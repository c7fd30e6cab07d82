//! Resume text source: enumerates and loads the extracted `.txt` inputs.

use std::path::{Path, PathBuf};

use anyhow::{Context, Result};

/// Lists the `.txt` resumes in `dir`, sorted by file name.
pub fn list_resume_files(dir: &Path) -> Result<Vec<PathBuf>> {
    let entries = std::fs::read_dir(dir)
        .with_context(|| format!("reading resume directory {}", dir.display()))?;

    let mut files = Vec::new();
    for entry in entries {
        let path = entry
            .with_context(|| format!("reading entry in {}", dir.display()))?
            .path();
        if path.is_file() && path.extension().and_then(|ext| ext.to_str()) == Some("txt") {
            files.push(path);
        }
    }
    files.sort();
    Ok(files)
}

/// Reads one resume to a trimmed string. The content is treated as opaque
/// text to interpolate into the prompt.
pub async fn load_resume_text(path: &Path) -> Result<String> {
    let text = tokio::fs::read_to_string(path)
        .await
        .with_context(|| format!("reading resume {}", path.display()))?;
    Ok(text.trim().to_string())
}

/// File stem keying the resume's output CSV.
pub fn resume_stem(path: &Path) -> String {
    path.file_stem()
        .and_then(|stem| stem.to_str())
        .unwrap_or("resume")
        .to_string()
}

#[cfg(test)]
mod tests {
    use super::*;

    #[test]
    fn test_lists_only_txt_sorted() {
        let dir = tempfile::tempdir().unwrap();
        std::fs::write(dir.path().join("b_resume.txt"), "b").unwrap();
        std::fs::write(dir.path().join("a_resume.txt"), "a").unwrap();
        std::fs::write(dir.path().join("notes.pdf"), "x").unwrap();

        let files = list_resume_files(dir.path()).unwrap();
        let names: Vec<String> = files.iter().map(|p| resume_stem(p)).collect();
        assert_eq!(names, vec!["a_resume", "b_resume"]);
    }

    #[test]
    fn test_missing_directory_errors() {
        let dir = tempfile::tempdir().unwrap();
        let missing = dir.path().join("nope");
        assert!(list_resume_files(&missing).is_err());
    }

    #[tokio::test]
    async fn test_load_trims_whitespace() {
        let dir = tempfile::tempdir().unwrap();
        let path = dir.path().join("r.txt");
        std::fs::write(&path, "\n  Jane Doe\nClerk\n\n").unwrap();
        assert_eq!(load_resume_text(&path).await.unwrap(), "Jane Doe\nClerk");
    }
}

▬▬▬▬▬▬

Reproduce every line of the listing above in which the string "join" appears.

» Your response:
        std::fs::write(dir.path().join("b_resume.txt"), "b").unwrap();
        std::fs::write(dir.path().join("a_resume.txt"), "a").unwrap();
        std::fs::write(dir.path().join("notes.pdf"), "x").unwrap();
        let missing = dir.path().join("nope");
        let path = dir.path().join("r.txt");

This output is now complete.